[Stored data]

use crate::domain::{TagPattern, WatchedDir};
use crate::error::{ReleaseError, Result};
use serde::{Deserialize, Serialize};
use std::fs;
use std::path::{Path, PathBuf};

pub const CONFIG_FILE_NAME: &str = "toolbox-release.toml";

/// Represents the complete configuration for toolbox-release.
///
/// Every table is optional; missing keys fall back to the layout of a
/// Sublime Text package published on GitHub.
#[derive(Debug, Deserialize, Serialize, Clone, PartialEq)]
pub struct Config {
    #[serde(default = "default_tag_pattern")]
    pub tag_pattern: String,

    #[serde(default)]
    pub package: PackageConfig,

    #[serde(default)]
    pub repository: RepositoryConfig,

    #[serde(default)]
    pub paths: PathsConfig,

    #[serde(default)]
    pub packaging: PackagingConfig,

    #[serde(default)]
    pub publish: PublishConfig,
}

fn default_tag_pattern() -> String {
    "v{version}".to_string()
}

/// Naming of the distributed package.
#[derive(Debug, Deserialize, Serialize, Clone, PartialEq)]
pub struct PackageConfig {
    #[serde(default = "default_display_name")]
    pub display_name: String,

    /// Namespaced root folder inside the release archive
    #[serde(default = "default_archive_root")]
    pub archive_root: String,
}

fn default_display_name() -> String {
    "Nunjucks Toolbox".to_string()
}

fn default_archive_root() -> String {
    "NunjucksToolbox".to_string()
}

impl Default for PackageConfig {
    fn default() -> Self {
        PackageConfig {
            display_name: default_display_name(),
            archive_root: default_archive_root(),
        }
    }
}

/// Where the package lives and how it used to be referenced.
#[derive(Debug, Deserialize, Serialize, Clone, PartialEq)]
pub struct RepositoryConfig {
    #[serde(default = "default_remote")]
    pub remote: String,

    /// GitHub owner; derived from the remote URL when empty
    #[serde(default)]
    pub owner: String,

    /// GitHub repository name; derived from the remote URL when empty
    #[serde(default)]
    pub name: String,

    /// Old repository URLs rewritten to the canonical one in the install message
    #[serde(default)]
    pub legacy_urls: Vec<String>,
}

fn default_remote() -> String {
    "origin".to_string()
}

impl Default for RepositoryConfig {
    fn default() -> Self {
        RepositoryConfig {
            remote: default_remote(),
            owner: String::new(),
            name: String::new(),
            legacy_urls: Vec::new(),
        }
    }
}

/// Repository-relative locations of every file the pipeline reads or writes.
#[derive(Debug, Deserialize, Serialize, Clone, PartialEq)]
pub struct PathsConfig {
    #[serde(default = "default_manifest")]
    pub manifest: String,
    #[serde(default = "default_readme")]
    pub readme: String,
    #[serde(default = "default_message_index")]
    pub message_index: String,
    #[serde(default = "default_messages_dir")]
    pub messages_dir: String,
    #[serde(default = "default_dist_dir")]
    pub dist_dir: String,
    #[serde(default = "default_snippets")]
    pub snippets: String,
    #[serde(default = "default_syntaxes")]
    pub syntaxes: String,
    #[serde(default = "default_completions")]
    pub completions: String,
}

fn default_manifest() -> String {
    "package.json".to_string()
}
fn default_readme() -> String {
    "README.md".to_string()
}
fn default_message_index() -> String {
    "messages.json".to_string()
}
fn default_messages_dir() -> String {
    "messages".to_string()
}
fn default_dist_dir() -> String {
    "dist".to_string()
}
fn default_snippets() -> String {
    "Snippets".to_string()
}
fn default_syntaxes() -> String {
    "Syntaxes".to_string()
}
fn default_completions() -> String {
    "Completions".to_string()
}

impl PathsConfig {
    /// Directory name backing a watched category.
    pub fn watched(&self, dir: WatchedDir) -> &str {
        match dir {
            WatchedDir::Snippets => &self.snippets,
            WatchedDir::Syntaxes => &self.syntaxes,
            WatchedDir::Completions => &self.completions,
        }
    }

    /// Files the packager and manifest updater cannot do without.
    pub fn required_files(&self) -> [&str; 3] {
        [&self.manifest, &self.message_index, &self.readme]
    }
}

impl Default for PathsConfig {
    fn default() -> Self {
        PathsConfig {
            manifest: default_manifest(),
            readme: default_readme(),
            message_index: default_message_index(),
            messages_dir: default_messages_dir(),
            dist_dir: default_dist_dir(),
            snippets: default_snippets(),
            syntaxes: default_syntaxes(),
            completions: default_completions(),
        }
    }
}

/// What goes into the distributable archive besides the required files.
#[derive(Debug, Deserialize, Serialize, Clone, PartialEq)]
pub struct PackagingConfig {
    #[serde(default = "default_directories")]
    pub directories: Vec<String>,

    #[serde(default = "default_optional_files")]
    pub optional_files: Vec<String>,
}

fn default_directories() -> Vec<String> {
    [
        "Commands",
        "Completions",
        "Keymaps",
        "Menus",
        "Preferences",
        "Settings",
        "Snippets",
        "Syntaxes",
        "messages",
    ]
    .iter()
    .map(|s| s.to_string())
    .collect()
}

fn default_optional_files() -> Vec<String> {
    vec![
        "LICENSE".to_string(),
        "language-configuration.json".to_string(),
    ]
}

impl Default for PackagingConfig {
    fn default() -> Self {
        PackagingConfig {
            directories: default_directories(),
            optional_files: default_optional_files(),
        }
    }
}

/// Release host endpoints and credentials.
#[derive(Debug, Deserialize, Serialize, Clone, PartialEq)]
pub struct PublishConfig {
    #[serde(default = "default_api_url")]
    pub api_url: String,

    #[serde(default = "default_uploads_url")]
    pub uploads_url: String,

    /// Environment variable holding the API token
    #[serde(default = "default_token_env")]
    pub token_env: String,
}

fn default_api_url() -> String {
    "https://api.github.com".to_string()
}

fn default_uploads_url() -> String {
    "https://uploads.github.com".to_string()
}

fn default_token_env() -> String {
    "GITHUB_TOKEN".to_string()
}

impl Default for PublishConfig {
    fn default() -> Self {
        PublishConfig {
            api_url: default_api_url(),
            uploads_url: default_uploads_url(),
            token_env: default_token_env(),
        }
    }
}

impl Default for Config {
    fn default() -> Self {
        Config {
            tag_pattern: default_tag_pattern(),
            package: PackageConfig::default(),
            repository: RepositoryConfig::default(),
            paths: PathsConfig::default(),
            packaging: PackagingConfig::default(),
            publish: PublishConfig::default(),
        }
    }
}

impl Config {
    pub fn tag_pattern(&self) -> Result<TagPattern> {
        TagPattern::new(self.tag_pattern.clone())
    }

    /// Path of the per-release message file, relative to the repository root.
    pub fn message_file(&self, version: &crate::domain::Version) -> String {
        format!("{}/{}.txt", self.paths.messages_dir.trim_end_matches('/'), version)
    }
}

/// Parses configuration from a TOML string.
pub fn parse_config(content: &str) -> Result<Config> {
    let config: Config =
        toml::from_str(content).map_err(|e| ReleaseError::config(e.to_string()))?;
    config.tag_pattern()?;
    Ok(config)
}

/// Loads configuration from file or returns defaults.
///
/// Attempts to load configuration in the following order:
/// 1. Custom path provided as parameter
/// 2. `toolbox-release.toml` in current directory
/// 3. `toolbox-release.toml` in the user config directory
/// 4. Default configuration if no file found
///
/// # Returns
/// * `Ok(Config)` - Loaded or default configuration
/// * `Err` - If a file exists but cannot be read or parsed
pub fn load_config(config_path: Option<&str>) -> Result<Config> {
    let path = match config_path {
        Some(path) => Some(PathBuf::from(path)),
        None => discover_config_file(),
    };

    match path {
        Some(path) => {
            let content = fs::read_to_string(&path).map_err(|e| {
                ReleaseError::config(format!("Cannot read {}: {}", path.display(), e))
            })?;
            parse_config(&content)
        }
        None => Ok(Config::default()),
    }
}

fn discover_config_file() -> Option<PathBuf> {
    let local = Path::new(".").join(CONFIG_FILE_NAME);
    if local.exists() {
        return Some(local);
    }
    dirs::config_dir()
        .map(|dir| dir.join(CONFIG_FILE_NAME))
        .filter(|path| path.exists())
}

#[cfg(test)]
mod tests {
    use super::*;
    use crate::domain::Version;

    #[test]
    fn test_default_paths() {
        let config = Config::default();
        assert_eq!(config.paths.watched(WatchedDir::Snippets), "Snippets");
        assert_eq!(config.paths.watched(WatchedDir::Syntaxes), "Syntaxes");
        assert_eq!(config.paths.watched(WatchedDir::Completions), "Completions");
        assert_eq!(
            config.paths.required_files(),
            ["package.json", "messages.json", "README.md"]
        );
    }

    #[test]
    fn test_message_file_path() {
        let config = Config::default();
        assert_eq!(config.message_file(&Version::new(1, 3, 0)), "messages/1.3.0.txt");
    }

    #[test]
    fn test_partial_file_keeps_other_defaults() {
        let config = parse_config(
            r#"
[repository]
owner = "acme"
name = "nunjucks-toolbox"
"#,
        )
        .unwrap();
        assert_eq!(config.repository.owner, "acme");
        assert_eq!(config.repository.remote, "origin");
        assert_eq!(config.paths, PathsConfig::default());
        assert_eq!(config.tag_pattern, "v{version}");
    }

    #[test]
    fn test_invalid_tag_pattern_rejected() {
        let err = parse_config("tag_pattern = \"latest\"").unwrap_err();
        assert!(err.to_string().contains("{version}"));
    }

    #[test]
    fn test_malformed_toml_is_config_error() {
        let err = parse_config("[paths\nmanifest = 1").unwrap_err();
        assert!(matches!(err, ReleaseError::Config(_)));
    }
}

[WORK TO BE COMPLETED] Exactly as they appear above, output the lines of the data from the first through the one that contains "pub const CONFIG_FILE_NAME: &str", and only those lines.

[ANSWER AREA]
use crate::domain::{TagPattern, WatchedDir};
use crate::error::{ReleaseError, Result};
use serde::{Deserialize, Serialize};
use std::fs;
use std::path::{Path, PathBuf};

pub const CONFIG_FILE_NAME: &str = "toolbox-release.toml";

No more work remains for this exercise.